Collected data:
┌──
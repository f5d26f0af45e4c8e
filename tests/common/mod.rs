#![allow(dead_code)]

use axum::{
    body::Body,
    http::{header, Method, Request, StatusCode},
    response::Response,
    Router,
};
use chrono::{DateTime, Utc};
use http_body_util::BodyExt; // For Response body handling
use sea_orm::{ActiveModelTrait, ConnectOptions, Database, DatabaseConnection, Set};
use serde_json::Value;
use startup_scout::config::AppConfig;
use startup_scout::entities::{note, startup, user, watchlist_item, Stage};
use std::sync::Once;
use tower::ServiceExt; // For oneshot

// For initializing tracing once
static INIT: Once = Once::new();

/// Page size used by every test app, small enough to exercise pagination.
pub const PAGE_SIZE: u64 = 5;

pub struct TestApp {
    pub app: Router,
    pub db: DatabaseConnection,
}

/// Fresh in-memory database, migrated, behind the full router (no rate limiting).
pub async fn spawn_app() -> TestApp {
    INIT.call_once(|| {
        // Initialize tracing for tests - only once
        let _ = tracing_subscriber::fmt::try_init();
    });

    // One connection: every connection to sqlite::memory: is its own database
    let mut options = ConnectOptions::new("sqlite::memory:");
    options.max_connections(1).min_connections(1).sqlx_logging(false);
    let db = Database::connect(options).await.unwrap();
    startup_scout::db::migrate(&db).await.unwrap();

    let config = AppConfig {
        page_size: PAGE_SIZE,
        ..AppConfig::default()
    };
    let app = startup_scout::create_app(db.clone(), &config);
    TestApp { app, db }
}

impl TestApp {
    pub async fn send(&self, request: Request<Body>) -> Response {
        self.app.clone().oneshot(request).await.unwrap()
    }

    /// Sends a request and decodes the body as JSON (`Value::Null` when empty).
    pub async fn json(
        &self,
        method: Method,
        uri: &str,
        token: Option<&str>,
        body: Option<Value>,
    ) -> (StatusCode, Value) {
        let response = self.send(build_request(method, uri, token, body)).await;
        let status = response.status();
        let bytes = response.into_body().collect().await.unwrap().to_bytes();
        let value = if bytes.is_empty() {
            Value::Null
        } else {
            serde_json::from_slice(&bytes).unwrap()
        };
        (status, value)
    }

    pub async fn get(&self, uri: &str, token: Option<&str>) -> (StatusCode, Value) {
        self.json(Method::GET, uri, token, None).await
    }

    pub async fn post(&self, uri: &str, token: Option<&str>, body: Value) -> (StatusCode, Value) {
        self.json(Method::POST, uri, token, Some(body)).await
    }

    pub async fn create_user(&self, username: &str) -> user::Model {
        user::ActiveModel {
            username: Set(username.to_string()),
            api_token: Set(token_for(username)),
            created_at: Set(Utc::now()),
            ..Default::default()
        }
        .insert(&self.db)
        .await
        .unwrap()
    }

    pub async fn create_startup(
        &self,
        name: &str,
        industry: &str,
        location: &str,
        stage: Stage,
        tags: &str,
    ) -> startup::Model {
        let now = Utc::now();
        startup::ActiveModel {
            name: Set(name.to_string()),
            website: Set(None),
            location: Set(location.to_string()),
            industry: Set(industry.to_string()),
            stage: Set(stage),
            description: Set(format!("{} does things", name)),
            tags: Set(tags.to_string()),
            created_at: Set(now),
            updated_at: Set(now),
            ..Default::default()
        }
        .insert(&self.db)
        .await
        .unwrap()
    }

    pub async fn watch(
        &self,
        user_id: i32,
        startup_id: i32,
        created_at: DateTime<Utc>,
    ) -> watchlist_item::Model {
        watchlist_item::ActiveModel {
            user_id: Set(user_id),
            startup_id: Set(startup_id),
            created_at: Set(created_at),
            ..Default::default()
        }
        .insert(&self.db)
        .await
        .unwrap()
    }

    pub async fn note(&self, user_id: i32, startup_id: i32, content: &str) -> note::Model {
        note::ActiveModel {
            user_id: Set(user_id),
            startup_id: Set(startup_id),
            content: Set(content.to_string()),
            created_at: Set(Utc::now()),
            ..Default::default()
        }
        .insert(&self.db)
        .await
        .unwrap()
    }
}

pub fn token_for(username: &str) -> String {
    format!("token-{}", username)
}

pub fn build_request(
    method: Method,
    uri: &str,
    token: Option<&str>,
    body: Option<Value>,
) -> Request<Body> {
    let mut builder = Request::builder().method(method).uri(uri);
    if let Some(token) = token {
        builder = builder.header(header::AUTHORIZATION, format!("Bearer {}", token));
    }
    match body {
        Some(body) => builder
            .header(header::CONTENT_TYPE, "application/json")
            .body(Body::from(body.to_string()))
            .unwrap(),
        None => builder.body(Body::empty()).unwrap(),
    }
}
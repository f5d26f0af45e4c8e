pub use sea_orm_migration::prelude::*;

mod m20250601_000001_create_users_table;
mod m20250601_000002_create_startups_table;
mod m20250601_000003_create_watchlist_items_table;
mod m20250601_000004_create_notes_table;

pub struct Migrator;

#[async_trait::async_trait]
impl MigratorTrait for Migrator {
    fn migrations() -> Vec<Box<dyn MigrationTrait>> {
        vec![
            Box::new(m20250601_000001_create_users_table::Migration),
            Box::new(m20250601_000002_create_startups_table::Migration),
            Box::new(m20250601_000003_create_watchlist_items_table::Migration),
            Box::new(m20250601_000004_create_notes_table::Migration),
        ]
    }
}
└──
Word for word, write out all the lines shown above.

# Answer box
repository f5d26f0af45e4c8e
filename tests/common/mod.rs
#![allow(dead_code)]

use axum::{
    body::Body,
    http::{header, Method, Request, StatusCode},
    response::Response,
    Router,
};
use chrono::{DateTime, Utc};
use http_body_util::BodyExt; // For Response body handling
use sea_orm::{ActiveModelTrait, ConnectOptions, Database, DatabaseConnection, Set};
use serde_json::Value;
use startup_scout::config::AppConfig;
use startup_scout::entities::{note, startup, user, watchlist_item, Stage};
use std::sync::Once;
use tower::ServiceExt; // For oneshot

// For initializing tracing once
static INIT: Once = Once::new();

/// Page size used by every test app, small enough to exercise pagination.
pub const PAGE_SIZE: u64 = 5;

pub struct TestApp {
    pub app: Router,
    pub db: DatabaseConnection,
}

/// Fresh in-memory database, migrated, behind the full router (no rate limiting).
pub async fn spawn_app() -> TestApp {
    INIT.call_once(|| {
        // Initialize tracing for tests - only once
        let _ = tracing_subscriber::fmt::try_init();
    });

    // One connection: every connection to sqlite::memory: is its own database
    let mut options = ConnectOptions::new("sqlite::memory:");
    options.max_connections(1).min_connections(1).sqlx_logging(false);
    let db = Database::connect(options).await.unwrap();
    startup_scout::db::migrate(&db).await.unwrap();

    let config = AppConfig {
        page_size: PAGE_SIZE,
        ..AppConfig::default()
    };
    let app = startup_scout::create_app(db.clone(), &config);
    TestApp { app, db }
}

impl TestApp {
    pub async fn send(&self, request: Request<Body>) -> Response {
        self.app.clone().oneshot(request).await.unwrap()
    }

    /// Sends a request and decodes the body as JSON (`Value::Null` when empty).
    pub async fn json(
        &self,
        method: Method,
        uri: &str,
        token: Option<&str>,
        body: Option<Value>,
    ) -> (StatusCode, Value) {
        let response = self.send(build_request(method, uri, token, body)).await;
        let status = response.status();
        let bytes = response.into_body().collect().await.unwrap().to_bytes();
        let value = if bytes.is_empty() {
            Value::Null
        } else {
            serde_json::from_slice(&bytes).unwrap()
        };
        (status, value)
    }

    pub async fn get(&self, uri: &str, token: Option<&str>) -> (StatusCode, Value) {
        self.json(Method::GET, uri, token, None).await
    }

    pub async fn post(&self, uri: &str, token: Option<&str>, body: Value) -> (StatusCode, Value) {
        self.json(Method::POST, uri, token, Some(body)).await
    }

    pub async fn create_user(&self, username: &str) -> user::Model {
        user::ActiveModel {
            username: Set(username.to_string()),
            api_token: Set(token_for(username)),
            created_at: Set(Utc::now()),
            ..Default::default()
        }
        .insert(&self.db)
        .await
        .unwrap()
    }

    pub async fn create_startup(
        &self,
        name: &str,
        industry: &str,
        location: &str,
        stage: Stage,
        tags: &str,
    ) -> startup::Model {
        let now = Utc::now();
        startup::ActiveModel {
            name: Set(name.to_string()),
            website: Set(None),
            location: Set(location.to_string()),
            industry: Set(industry.to_string()),
            stage: Set(stage),
            description: Set(format!("{} does things", name)),
            tags: Set(tags.to_string()),
            created_at: Set(now),
            updated_at: Set(now),
            ..Default::default()
        }
        .insert(&self.db)
        .await
        .unwrap()
    }

    pub async fn watch(
        &self,
        user_id: i32,
        startup_id: i32,
        created_at: DateTime<Utc>,
    ) -> watchlist_item::Model {
        watchlist_item::ActiveModel {
            user_id: Set(user_id),
            startup_id: Set(startup_id),
            created_at: Set(created_at),
            ..Default::default()
        }
        .insert(&self.db)
        .await
        .unwrap()
    }

    pub async fn note(&self, user_id: i32, startup_id: i32, content: &str) -> note::Model {
        note::ActiveModel {
            user_id: Set(user_id),
            startup_id: Set(startup_id),
            content: Set(content.to_string()),
            created_at: Set(Utc::now()),
            ..Default::default()
        }
        .insert(&self.db)
        .await
        .unwrap()
    }
}

pub fn token_for(username: &str) -> String {
    format!("token-{}", username)
}

pub fn build_request(
    method: Method,
    uri: &str,
    token: Option<&str>,
    body: Option<Value>,
) -> Request<Body> {
    let mut builder = Request::builder().method(method).uri(uri);
    if let Some(token) = token {
        builder = builder.header(header::AUTHORIZATION, format!("Bearer {}", token));
    }
    match body {
        Some(body) => builder
            .header(header::CONTENT_TYPE, "application/json")
            .body(Body::from(body.to_string()))
            .unwrap(),
        None => builder.body(Body::empty()).unwrap(),
    }
}
repository f5d26f0af45e4c8e
pub use sea_orm_migration::prelude::*;

mod m20250601_000001_create_users_table;
mod m20250601_000002_create_startups_table;
mod m20250601_000003_create_watchlist_items_table;
mod m20250601_000004_create_notes_table;

pub struct Migrator;

#[async_trait::async_trait]
impl MigratorTrait for Migrator {
    fn migrations() -> Vec<Box<dyn MigrationTrait>> {
        vec![
            Box::new(m20250601_000001_create_users_table::Migration),
            Box::new(m20250601_000002_create_startups_table::Migration),
            Box::new(m20250601_000003_create_watchlist_items_table::Migration),
            Box::new(m20250601_000004_create_notes_table::Migration),
        ]
    }
}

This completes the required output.